- Associated Press - Saturday, March 6, 2021

HASTINGS, Neb. (AP) - If Rich Lloyd’s lifelong ambition was to become a college president, one might think he would be pretty pleased with himself at this point.

Lloyd, after all, now leads two institutions of higher learning at the same time. He’s served as president of the Bryan College of Health Sciences in Lincoln since 2016, and on Monday will have six months under his belt in the dual role of executive president of Hastings College.

Speak to Lloyd about his career, however, and you will not hear him rhapsodizing about the length of his curriculum vitae or how many presidential medallions he has hanging in the closet.



Rather, Lloyd talks of relationships and opportunities to serve. He refers repeatedly to the good work of his colleagues and identifies blessings he has found all along the path of his career.

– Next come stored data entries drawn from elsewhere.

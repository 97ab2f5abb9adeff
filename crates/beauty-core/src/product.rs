//! Product shapes returned by the recommendation, chat, inventory and compare endpoints.

use serde::{Deserialize, Deserializer, Serialize};
use std::collections::HashSet;

/// Currency symbol prices are shown with.
pub const CURRENCY: &str = "₹";

/// The single best match for the user's answers.
#[derive(Debug, Clone, PartialEq, Serialize, Deserialize)]
pub struct Recommendation {
    pub name: String,
    #[serde(default)]
    pub price: Option<f64>,
    /// Number of answered features the product matched.
    #[serde(default)]
    pub score: f64,
    #[serde(default)]
    pub sku_id: String,
    #[serde(default)]
    pub main_image: String,
    #[serde(default)]
    pub brand: String,
}

/// A secondary suggestion, from a recommendation request or from chat.
#[derive(Debug, Clone, PartialEq, Serialize, Deserialize)]
pub struct FurtherRecommendation {
    pub name: String,
    #[serde(default)]
    pub sku_id: String,
    #[serde(default)]
    pub main_image: String,
    #[serde(default)]
    pub brand: String,
    #[serde(default)]
    pub price: Option<f64>,
    #[serde(default)]
    pub reason: String,
}

/// What a recommendation request yields: the best match plus alternatives.
#[derive(Debug, Clone, PartialEq, Serialize, Deserialize)]
pub struct RecommendationSet {
    pub recommendation: Recommendation,
    pub further: Vec<FurtherRecommendation>,
}

/// Keep the first entry for each SKU, preserving order.
pub fn dedup_by_sku(items: &[FurtherRecommendation]) -> Vec<&FurtherRecommendation> {
    let mut seen = HashSet::new();
    items
        .iter()
        .filter(|item| seen.insert(item.sku_id.as_str()))
        .collect()
}

/// Fraction of the score bar to fill. Zero questions yields an empty bar.
pub fn match_fraction(score: f64, questions_asked: usize) -> f64 {
    if questions_asked == 0 || !score.is_finite() {
        return 0.0;
    }
    (score / questions_asked as f64).clamp(0.0, 1.0)
}

/// Render a score without a trailing `.0` when it is whole.
pub fn format_score(score: f64) -> String {
    if score.fract() == 0.0 {
        format!("{score:.0}")
    } else {
        format!("{score:.1}")
    }
}

/// Price label, or `None` when there is no price worth showing.
pub fn format_price(price: Option<f64>) -> Option<String> {
    match price {
        Some(p) if p > 0.0 => {
            if p.fract() == 0.0 {
                Some(format!("{CURRENCY}{p:.0}"))
            } else {
                Some(format!("{CURRENCY}{p:.2}"))
            }
        }
        _ => None,
    }
}

/// One row of an inventory lookup.
#[derive(Debug, Clone, PartialEq, Serialize, Deserialize)]
pub struct InventoryResult {
    #[serde(default, deserialize_with = "null_default")]
    pub sku: String,
    #[serde(default, deserialize_with = "null_default")]
    pub name: String,
    #[serde(default, deserialize_with = "stock_flag")]
    pub is_in_stock: bool,
    #[serde(default, deserialize_with = "null_default")]
    pub quantity: i64,
    /// Maximum retail price.
    #[serde(default, deserialize_with = "null_default")]
    pub mrp: f64,
    #[serde(default, deserialize_with = "null_default")]
    pub brand: String,
}

/// Treat an explicit `null` like a missing field.
fn null_default<'de, D, T>(deserializer: D) -> Result<T, D::Error>
where
    D: Deserializer<'de>,
    T: Default + Deserialize<'de>,
{
    Ok(Option::<T>::deserialize(deserializer)?.unwrap_or_default())
}

/// The service reports stock as `0`/`1` or as a boolean.
fn stock_flag<'de, D>(deserializer: D) -> Result<bool, D::Error>
where
    D: Deserializer<'de>,
{
    #[derive(Deserialize)]
    #[serde(untagged)]
    enum Flag {
        Bool(bool),
        Number(f64),
        Null(()),
    }

    Ok(match Flag::deserialize(deserializer)? {
        Flag::Bool(b) => b,
        Flag::Number(n) => n > 0.0,
        Flag::Null(()) => false,
    })
}

/// Product block inside a comparison. Every field is optional on the wire.
#[derive(Debug, Clone, Default, PartialEq, Serialize, Deserialize)]
pub struct ProductDetail {
    #[serde(default)]
    pub name: String,
    #[serde(default)]
    pub brand: String,
    #[serde(default)]
    pub price: Option<f64>,
    #[serde(default)]
    pub sku_id: String,
    #[serde(default)]
    pub main_image: String,
    #[serde(default)]
    pub category: Option<String>,
    #[serde(default)]
    pub colors: Vec<String>,
    #[serde(default)]
    pub finishes: Vec<String>,
}

/// Side-by-side comparison of two products with a free-text analysis.
///
/// Fields the client does not know about are kept in `extra`.
#[derive(Debug, Clone, Default, PartialEq, Serialize, Deserialize)]
pub struct ComparisonResult {
    #[serde(default)]
    pub product1: Option<ProductDetail>,
    #[serde(default)]
    pub product2: Option<ProductDetail>,
    #[serde(default)]
    pub analysis: Option<String>,
    #[serde(flatten)]
    pub extra: serde_json::Map<String, serde_json::Value>,
}

#[cfg(test)]
mod tests {
    use super::*;

    fn further(sku: &str, name: &str) -> FurtherRecommendation {
        FurtherRecommendation {
            name: name.to_string(),
            sku_id: sku.to_string(),
            main_image: String::new(),
            brand: String::new(),
            price: None,
            reason: String::new(),
        }
    }

    #[test]
    fn dedup_keeps_first_occurrence_in_order() {
        let items = vec![further("A", "first"), further("B", "b"), further("A", "second")];
        let unique = dedup_by_sku(&items);
        let skus: Vec<&str> = unique.iter().map(|r| r.sku_id.as_str()).collect();
        assert_eq!(skus, vec!["A", "B"]);
        assert_eq!(unique[0].name, "first");
    }

    #[test]
    fn match_fraction_divides_by_questions() {
        assert!((match_fraction(3.0, 5) - 0.6).abs() < f64::EPSILON);
    }

    #[test]
    fn match_fraction_guards_zero_questions() {
        assert_eq!(match_fraction(3.0, 0), 0.0);
    }

    #[test]
    fn match_fraction_is_clamped() {
        assert_eq!(match_fraction(7.0, 5), 1.0);
        assert_eq!(match_fraction(-1.0, 5), 0.0);
    }

    #[test]
    fn price_hidden_when_absent_or_zero() {
        assert_eq!(format_price(None), None);
        assert_eq!(format_price(Some(0.0)), None);
        assert_eq!(format_price(Some(499.0)).as_deref(), Some("₹499"));
        assert_eq!(format_price(Some(12.5)).as_deref(), Some("₹12.50"));
    }

    #[test]
    fn score_formatting_drops_whole_decimals() {
        assert_eq!(format_score(3.0), "3");
        assert_eq!(format_score(2.5), "2.5");
    }

    #[test]
    fn inventory_stock_flag_accepts_numbers_and_bools() {
        let rows: Vec<InventoryResult> = serde_json::from_value(serde_json::json!([
            { "sku": "S1", "name": "Kajal", "is_in_stock": 1, "quantity": 4, "mrp": 250, "brand": "Kay" },
            { "sku": "S2", "name": "Gloss", "is_in_stock": 0, "quantity": 0, "mrp": 0, "brand": "Kay" },
            { "sku": "S3", "name": "Tint", "is_in_stock": true },
            { "sku": "S4", "name": "Balm", "is_in_stock": null }
        ]))
        .unwrap();

        let flags: Vec<bool> = rows.iter().map(|r| r.is_in_stock).collect();
        assert_eq!(flags, vec![true, false, true, false]);
        assert_eq!(rows[0].mrp, 250.0);
    }

    #[test]
    fn inventory_row_tolerates_null_fields() {
        let row: InventoryResult = serde_json::from_value(serde_json::json!({
            "sku": null, "name": null, "is_in_stock": 1,
            "quantity": null, "mrp": null, "brand": null
        }))
        .unwrap();

        assert_eq!(row.sku, "");
        assert_eq!(row.name, "");
        assert!(row.is_in_stock);
        assert_eq!(row.quantity, 0);
        assert_eq!(row.mrp, 0.0);
        assert_eq!(row.brand, "");
    }

    #[test]
    fn comparison_keeps_unknown_fields() {
        let result: ComparisonResult = serde_json::from_value(serde_json::json!({
            "product1": { "name": "Velvet Matte", "colors": ["Red", "Nude"] },
            "product2": { "name": "Gloss Pop", "price": 399 },
            "analysis": "**Finish**\n* matte vs glossy",
            "winner": "product1"
        }))
        .unwrap();

        assert_eq!(result.product1.unwrap().colors, vec!["Red", "Nude"]);
        assert_eq!(result.product2.unwrap().price, Some(399.0));
        assert_eq!(result.extra.get("winner"), Some(&serde_json::json!("product1")));
    }

    #[test]
    fn recommendation_tolerates_null_price() {
        let rec: Recommendation = serde_json::from_value(serde_json::json!({
            "name": "Silk Foundation", "price": null, "score": 4,
            "sku_id": "F-1", "main_image": "", "brand": "Lumi"
        }))
        .unwrap();
        assert_eq!(rec.price, None);
        assert_eq!(rec.score, 4.0);
    }
}
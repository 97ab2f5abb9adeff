pub mod analysis;
pub mod catalog;
pub mod chat;
pub mod config;
pub mod error;
pub mod product;
pub mod session;

pub use config::AssistantConfig;
pub use error::{AssistantError, Result};
pub use session::{Effect, Msg, Session, Stage};
//! Component trait and all TUI components.
//!
//! Components own view-only state (cursor, scroll offset, focus). The
//! data they show lives in the shared `Session`; a component changes it
//! only by returning a `Msg`.

pub mod carousel;
pub mod categories;
pub mod chat;
pub mod comparer;
pub mod help;
pub mod input;
pub mod inventory;
pub mod questions;
pub mod recommendation;
pub mod settings;
pub mod status_bar;

use ratatui::layout::Rect;
use ratatui::Frame;

use beauty_core::{Msg, Session};

use crate::action::Action;

/// Braille spinner frames.
pub const SPINNER: &[&str] = &["⠋", "⠙", "⠹", "⠸", "⠼", "⠴", "⠦", "⠧", "⠇", "⠏"];

/// Trait implemented by all TUI components.
pub trait Component {
    /// Handle an action and optionally return a session message to apply.
    fn handle_action(&mut self, action: &Action, session: &Session) -> Option<Msg> {
        let _ = (action, session);
        None
    }

    /// Render the component into the given area.
    fn render(&self, frame: &mut Frame, area: Rect, session: &Session);
}

pub(crate) fn truncate(s: &str, max_len: usize) -> String {
    if s.chars().count() <= max_len {
        return s.to_string();
    }
    if max_len < 4 {
        return s.chars().take(max_len).collect();
    }
    let kept: String = s.chars().take(max_len - 3).collect();
    format!("{kept}...")
}

#[cfg(test)]
pub(crate) mod testing {
    use ratatui::backend::TestBackend;
    use ratatui::Terminal;

    use super::Component;
    use beauty_core::Session;

    /// Render `component` into an off-screen buffer and return its text, one row per line.
    pub fn render_to_string(
        component: &dyn Component,
        session: &Session,
        width: u16,
        height: u16,
    ) -> String {
        let mut terminal = Terminal::new(TestBackend::new(width, height)).expect("test terminal");
        terminal
            .draw(|frame| component.render(frame, frame.area(), session))
            .expect("draw");
        let buffer = terminal.backend().buffer();
        let mut out = String::new();
        for y in 0..buffer.area.height {
            for x in 0..buffer.area.width {
                out.push_str(buffer[(x, y)].symbol());
            }
            out.push('\n');
        }
        out
    }
}

#[cfg(test)]
mod tests {
    use super::truncate;

    #[test]
    fn truncate_counts_characters_not_bytes() {
        assert_eq!(truncate("Kajal", 10), "Kajal");
        assert_eq!(truncate("Highlighter Palette", 10), "Highlig...");
        assert_eq!(truncate("₹₹₹₹₹₹", 5), "₹₹...");
    }
}
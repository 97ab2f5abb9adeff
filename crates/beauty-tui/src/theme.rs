//! Color scheme and styling for the TUI.

use ratatui::style::{Color, Modifier, Style};

/// The color palette for the assistant's TUI: neutral greys with a rose accent.
pub struct Theme;

impl Theme {
    // ── Base colors ─────────────────────────────────────────
    pub fn fg() -> Color {
        Color::Rgb(200, 200, 200)
    }

    pub fn fg_dim() -> Color {
        Color::Rgb(100, 100, 100)
    }

    pub fn fg_muted() -> Color {
        Color::Rgb(140, 140, 140)
    }

    // ── Accent colors ───────────────────────────────────────
    pub fn accent() -> Color {
        Color::Rgb(235, 120, 160)
    }

    pub fn accent_secondary() -> Color {
        Color::Rgb(180, 130, 240)
    }

    pub fn success() -> Color {
        Color::Rgb(80, 200, 120)
    }

    pub fn warning() -> Color {
        Color::Rgb(230, 180, 80)
    }

    pub fn error() -> Color {
        Color::Rgb(240, 80, 80)
    }

    // ── Structural colors ───────────────────────────────────
    pub fn border_color() -> Color {
        Color::Rgb(60, 60, 60)
    }

    pub fn selection_bg() -> Color {
        Color::Rgb(50, 36, 48)
    }

    // ── Composite styles ────────────────────────────────────

    pub fn title() -> Style {
        Style::default()
            .fg(Self::accent())
            .add_modifier(Modifier::BOLD)
    }

    pub fn header() -> Style {
        Style::default().fg(Self::fg()).add_modifier(Modifier::BOLD)
    }

    pub fn selected() -> Style {
        Style::default()
            .fg(Self::accent())
            .add_modifier(Modifier::BOLD)
    }

    pub fn normal() -> Style {
        Style::default().fg(Self::fg())
    }

    pub fn dim() -> Style {
        Style::default().fg(Self::fg_dim())
    }

    pub fn muted() -> Style {
        Style::default().fg(Self::fg_muted())
    }

    pub fn border() -> Style {
        Style::default().fg(Self::border_color())
    }

    pub fn focused_border() -> Style {
        Style::default().fg(Self::accent())
    }

    pub fn key_hint() -> Style {
        Style::default().fg(Self::accent())
    }

    pub fn selection() -> Style {
        Style::default().bg(Self::selection_bg())
    }

    pub fn tab_active() -> Style {
        Style::default()
            .fg(Self::accent())
            .add_modifier(Modifier::BOLD | Modifier::UNDERLINED)
    }

    pub fn tab_inactive() -> Style {
        Style::default().fg(Self::fg_dim())
    }

    pub fn price() -> Style {
        Style::default()
            .fg(Self::success())
            .add_modifier(Modifier::BOLD)
    }

    pub fn badge() -> Style {
        Style::default().fg(Self::accent_secondary())
    }

    pub fn user_message() -> Style {
        Style::default().fg(Self::accent())
    }

    pub fn assistant_message() -> Style {
        Self::normal()
    }

    pub fn notice() -> Style {
        Style::default()
            .fg(Self::error())
            .add_modifier(Modifier::BOLD)
    }

    pub fn stock(in_stock: bool) -> Style {
        let color = if in_stock {
            Self::success()
        } else {
            Self::error()
        };
        Style::default().fg(color).add_modifier(Modifier::BOLD)
    }

    /// Bar color for a match fraction in [0, 1].
    pub fn score_color(fraction: f64) -> Color {
        if fraction >= 0.8 {
            Self::success()
        } else if fraction >= 0.5 {
            Self::warning()
        } else {
            Self::error()
        }
    }
}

And when it comes to Hastings College, a listener may conclude that for Lloyd, the chance he now has to help his undergraduate alma mater navigate the uncertain terrain in today’s higher-learning landscape is less a professional conquest than a labor of love.

Lloyd, 58, is a Hastings native. He graduated from Hastings College in 1985, then later returned as a member of the faculty, teaching English, coaching tennis and eventually serving as academic dean and vice president for college initiatives over a tenure that spanned two decades.

He left in 2012 to become president of the College of St. Joseph, a Catholic liberal-arts institution in Rutland, Vermont. In 2016, however, a contact from an executive search firm lured him back to the Nebraska prairie, closer to kith and kin, for the intriguing challenge of leading a school dedicated to educating tomorrow’s health care professionals.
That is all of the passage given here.